What this task involves:
The required output is every entry below, copied exactly.

== Data ==

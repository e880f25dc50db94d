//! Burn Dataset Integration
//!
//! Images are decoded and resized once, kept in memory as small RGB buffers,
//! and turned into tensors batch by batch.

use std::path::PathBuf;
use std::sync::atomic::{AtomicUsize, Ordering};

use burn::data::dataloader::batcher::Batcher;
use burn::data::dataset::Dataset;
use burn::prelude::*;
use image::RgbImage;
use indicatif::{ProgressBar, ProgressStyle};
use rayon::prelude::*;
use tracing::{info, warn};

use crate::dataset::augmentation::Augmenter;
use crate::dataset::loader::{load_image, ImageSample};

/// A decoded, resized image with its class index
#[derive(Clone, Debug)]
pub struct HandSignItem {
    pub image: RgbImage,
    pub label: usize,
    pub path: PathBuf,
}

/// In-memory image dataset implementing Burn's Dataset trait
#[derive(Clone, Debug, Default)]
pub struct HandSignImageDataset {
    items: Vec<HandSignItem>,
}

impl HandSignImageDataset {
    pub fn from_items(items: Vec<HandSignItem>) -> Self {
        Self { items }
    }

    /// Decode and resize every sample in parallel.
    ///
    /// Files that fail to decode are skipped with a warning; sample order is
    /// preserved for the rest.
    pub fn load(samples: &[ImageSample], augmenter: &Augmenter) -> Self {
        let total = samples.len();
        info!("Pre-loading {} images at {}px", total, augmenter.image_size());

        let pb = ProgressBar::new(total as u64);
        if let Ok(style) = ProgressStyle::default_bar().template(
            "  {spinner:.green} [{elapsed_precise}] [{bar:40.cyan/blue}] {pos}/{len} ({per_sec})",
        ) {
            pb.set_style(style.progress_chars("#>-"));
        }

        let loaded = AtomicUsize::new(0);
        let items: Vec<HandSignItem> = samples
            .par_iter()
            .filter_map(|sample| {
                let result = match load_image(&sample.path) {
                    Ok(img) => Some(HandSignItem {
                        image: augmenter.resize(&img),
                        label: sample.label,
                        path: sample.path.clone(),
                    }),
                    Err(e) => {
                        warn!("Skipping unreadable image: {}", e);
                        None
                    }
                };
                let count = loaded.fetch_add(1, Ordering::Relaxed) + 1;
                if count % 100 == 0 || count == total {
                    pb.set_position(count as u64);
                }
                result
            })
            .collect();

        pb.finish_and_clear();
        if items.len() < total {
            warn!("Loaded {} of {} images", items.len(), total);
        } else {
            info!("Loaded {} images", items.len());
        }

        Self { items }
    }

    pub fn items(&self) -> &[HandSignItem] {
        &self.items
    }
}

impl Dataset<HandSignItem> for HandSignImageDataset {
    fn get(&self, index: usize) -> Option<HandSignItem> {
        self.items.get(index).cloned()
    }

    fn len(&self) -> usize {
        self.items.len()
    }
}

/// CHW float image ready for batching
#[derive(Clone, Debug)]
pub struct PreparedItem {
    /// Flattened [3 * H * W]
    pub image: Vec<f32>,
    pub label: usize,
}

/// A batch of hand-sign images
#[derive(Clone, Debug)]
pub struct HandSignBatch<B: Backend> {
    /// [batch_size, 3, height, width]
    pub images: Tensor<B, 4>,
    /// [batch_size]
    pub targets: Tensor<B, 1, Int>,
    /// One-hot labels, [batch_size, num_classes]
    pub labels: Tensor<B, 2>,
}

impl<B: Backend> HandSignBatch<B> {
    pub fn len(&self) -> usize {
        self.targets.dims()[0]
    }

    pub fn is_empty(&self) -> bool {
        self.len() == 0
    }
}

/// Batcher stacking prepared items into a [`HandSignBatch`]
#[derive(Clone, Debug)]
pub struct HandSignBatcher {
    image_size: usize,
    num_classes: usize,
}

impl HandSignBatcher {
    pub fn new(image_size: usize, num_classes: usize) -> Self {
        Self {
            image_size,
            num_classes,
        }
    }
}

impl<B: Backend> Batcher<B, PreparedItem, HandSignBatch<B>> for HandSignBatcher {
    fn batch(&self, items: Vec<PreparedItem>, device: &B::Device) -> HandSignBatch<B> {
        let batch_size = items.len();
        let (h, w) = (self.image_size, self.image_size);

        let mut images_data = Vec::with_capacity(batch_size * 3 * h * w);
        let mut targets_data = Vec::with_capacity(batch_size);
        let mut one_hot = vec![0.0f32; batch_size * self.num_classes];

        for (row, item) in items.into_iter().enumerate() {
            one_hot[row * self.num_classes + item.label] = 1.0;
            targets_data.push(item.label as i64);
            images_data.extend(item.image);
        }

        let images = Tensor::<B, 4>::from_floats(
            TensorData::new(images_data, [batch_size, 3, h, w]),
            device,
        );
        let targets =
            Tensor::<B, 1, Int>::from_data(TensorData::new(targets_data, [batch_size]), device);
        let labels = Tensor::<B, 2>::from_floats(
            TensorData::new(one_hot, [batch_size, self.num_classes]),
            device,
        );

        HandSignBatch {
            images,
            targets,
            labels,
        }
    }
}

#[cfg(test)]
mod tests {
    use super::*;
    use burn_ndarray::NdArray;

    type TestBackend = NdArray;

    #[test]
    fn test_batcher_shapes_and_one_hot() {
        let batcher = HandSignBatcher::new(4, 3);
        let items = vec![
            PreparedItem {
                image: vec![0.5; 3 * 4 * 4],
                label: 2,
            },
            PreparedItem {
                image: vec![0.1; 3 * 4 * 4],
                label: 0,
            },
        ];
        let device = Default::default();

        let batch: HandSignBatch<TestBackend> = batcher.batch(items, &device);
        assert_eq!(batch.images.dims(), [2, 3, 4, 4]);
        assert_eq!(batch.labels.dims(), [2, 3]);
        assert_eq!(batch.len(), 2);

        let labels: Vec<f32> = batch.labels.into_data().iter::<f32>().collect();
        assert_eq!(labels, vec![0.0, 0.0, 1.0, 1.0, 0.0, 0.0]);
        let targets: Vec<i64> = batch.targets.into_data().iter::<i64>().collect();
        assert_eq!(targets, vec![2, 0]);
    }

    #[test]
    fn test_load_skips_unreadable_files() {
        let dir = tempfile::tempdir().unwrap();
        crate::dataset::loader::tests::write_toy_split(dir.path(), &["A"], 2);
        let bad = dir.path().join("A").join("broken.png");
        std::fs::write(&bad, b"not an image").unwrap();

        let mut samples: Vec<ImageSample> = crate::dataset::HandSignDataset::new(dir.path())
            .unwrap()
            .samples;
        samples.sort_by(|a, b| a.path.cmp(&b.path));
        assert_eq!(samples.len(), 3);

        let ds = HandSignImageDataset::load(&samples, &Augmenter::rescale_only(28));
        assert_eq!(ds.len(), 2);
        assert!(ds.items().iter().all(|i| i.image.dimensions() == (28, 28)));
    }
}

===

Written answer:
repository e880f25dc50db94d
//! Burn Dataset Integration
//!
//! Images are decoded and resized once, kept in memory as small RGB buffers,
//! and turned into tensors batch by batch.

use std::path::PathBuf;
use std::sync::atomic::{AtomicUsize, Ordering};

use burn::data::dataloader::batcher::Batcher;
use burn::data::dataset::Dataset;
use burn::prelude::*;
use image::RgbImage;
use indicatif::{ProgressBar, ProgressStyle};
use rayon::prelude::*;
use tracing::{info, warn};

use crate::dataset::augmentation::Augmenter;
use crate::dataset::loader::{load_image, ImageSample};

/// A decoded, resized image with its class index
#[derive(Clone, Debug)]
pub struct HandSignItem {
    pub image: RgbImage,
    pub label: usize,
    pub path: PathBuf,
}

/// In-memory image dataset implementing Burn's Dataset trait
#[derive(Clone, Debug, Default)]
pub struct HandSignImageDataset {
    items: Vec<HandSignItem>,
}

impl HandSignImageDataset {
    pub fn from_items(items: Vec<HandSignItem>) -> Self {
        Self { items }
    }

    /// Decode and resize every sample in parallel.
    ///
    /// Files that fail to decode are skipped with a warning; sample order is
    /// preserved for the rest.
    pub fn load(samples: &[ImageSample], augmenter: &Augmenter) -> Self {
        let total = samples.len();
        info!("Pre-loading {} images at {}px", total, augmenter.image_size());

        let pb = ProgressBar::new(total as u64);
        if let Ok(style) = ProgressStyle::default_bar().template(
            "  {spinner:.green} [{elapsed_precise}] [{bar:40.cyan/blue}] {pos}/{len} ({per_sec})",
        ) {
            pb.set_style(style.progress_chars("#>-"));
        }

        let loaded = AtomicUsize::new(0);
        let items: Vec<HandSignItem> = samples
            .par_iter()
            .filter_map(|sample| {
                let result = match load_image(&sample.path) {
                    Ok(img) => Some(HandSignItem {
                        image: augmenter.resize(&img),
                        label: sample.label,
                        path: sample.path.clone(),
                    }),
                    Err(e) => {
                        warn!("Skipping unreadable image: {}", e);
                        None
                    }
                };
                let count = loaded.fetch_add(1, Ordering::Relaxed) + 1;
                if count % 100 == 0 || count == total {
                    pb.set_position(count as u64);
                }
                result
            })
            .collect();

        pb.finish_and_clear();
        if items.len() < total {
            warn!("Loaded {} of {} images", items.len(), total);
        } else {
            info!("Loaded {} images", items.len());
        }

        Self { items }
    }

    pub fn items(&self) -> &[HandSignItem] {
        &self.items
    }
}

impl Dataset<HandSignItem> for HandSignImageDataset {
    fn get(&self, index: usize) -> Option<HandSignItem> {
        self.items.get(index).cloned()
    }

    fn len(&self) -> usize {
        self.items.len()
    }
}

/// CHW float image ready for batching
#[derive(Clone, Debug)]
pub struct PreparedItem {
    /// Flattened [3 * H * W]
    pub image: Vec<f32>,
    pub label: usize,
}

/// A batch of hand-sign images
#[derive(Clone, Debug)]
pub struct HandSignBatch<B: Backend> {
    /// [batch_size, 3, height, width]
    pub images: Tensor<B, 4>,
    /// [batch_size]
    pub targets: Tensor<B, 1, Int>,
    /// One-hot labels, [batch_size, num_classes]
    pub labels: Tensor<B, 2>,
}

impl<B: Backend> HandSignBatch<B> {
    pub fn len(&self) -> usize {
        self.targets.dims()[0]
    }

    pub fn is_empty(&self) -> bool {
        self.len() == 0
    }
}

/// Batcher stacking prepared items into a [`HandSignBatch`]
#[derive(Clone, Debug)]
pub struct HandSignBatcher {
    image_size: usize,
    num_classes: usize,
}

impl HandSignBatcher {
    pub fn new(image_size: usize, num_classes: usize) -> Self {
        Self {
            image_size,
            num_classes,
        }
    }
}

impl<B: Backend> Batcher<B, PreparedItem, HandSignBatch<B>> for HandSignBatcher {
    fn batch(&self, items: Vec<PreparedItem>, device: &B::Device) -> HandSignBatch<B> {
        let batch_size = items.len();
        let (h, w) = (self.image_size, self.image_size);

        let mut images_data = Vec::with_capacity(batch_size * 3 * h * w);
        let mut targets_data = Vec::with_capacity(batch_size);
        let mut one_hot = vec![0.0f32; batch_size * self.num_classes];

        for (row, item) in items.into_iter().enumerate() {
            one_hot[row * self.num_classes + item.label] = 1.0;
            targets_data.push(item.label as i64);
            images_data.extend(item.image);
        }

        let images = Tensor::<B, 4>::from_floats(
            TensorData::new(images_data, [batch_size, 3, h, w]),
            device,
        );
        let targets =
            Tensor::<B, 1, Int>::from_data(TensorData::new(targets_data, [batch_size]), device);
        let labels = Tensor::<B, 2>::from_floats(
            TensorData::new(one_hot, [batch_size, self.num_classes]),
            device,
        );

        HandSignBatch {
            images,
            targets,
            labels,
        }
    }
}

#[cfg(test)]
mod tests {
    use super::*;
    use burn_ndarray::NdArray;

    type TestBackend = NdArray;

    #[test]
    fn test_batcher_shapes_and_one_hot() {
        let batcher = HandSignBatcher::new(4, 3);
        let items = vec![
            PreparedItem {
                image: vec![0.5; 3 * 4 * 4],
                label: 2,
            },
            PreparedItem {
                image: vec![0.1; 3 * 4 * 4],
                label: 0,
            },
        ];
        let device = Default::default();

        let batch: HandSignBatch<TestBackend> = batcher.batch(items, &device);
        assert_eq!(batch.images.dims(), [2, 3, 4, 4]);
        assert_eq!(batch.labels.dims(), [2, 3]);
        assert_eq!(batch.len(), 2);

        let labels: Vec<f32> = batch.labels.into_data().iter::<f32>().collect();
        assert_eq!(labels, vec![0.0, 0.0, 1.0, 1.0, 0.0, 0.0]);
        let targets: Vec<i64> = batch.targets.into_data().iter::<i64>().collect();
        assert_eq!(targets, vec![2, 0]);
    }

    #[test]
    fn test_load_skips_unreadable_files() {
        let dir = tempfile::tempdir().unwrap();
        crate::dataset::loader::tests::write_toy_split(dir.path(), &["A"], 2);
        let bad = dir.path().join("A").join("broken.png");
        std::fs::write(&bad, b"not an image").unwrap();

        let mut samples: Vec<ImageSample> = crate::dataset::HandSignDataset::new(dir.path())
            .unwrap()
            .samples;
        samples.sort_by(|a, b| a.path.cmp(&b.path));
        assert_eq!(samples.len(), 3);

        let ds = HandSignImageDataset::load(&samples, &Augmenter::rescale_only(28));
        assert_eq!(ds.len(), 2);
        assert!(ds.items().iter().all(|i| i.image.dimensions() == (28, 28)));
    }
}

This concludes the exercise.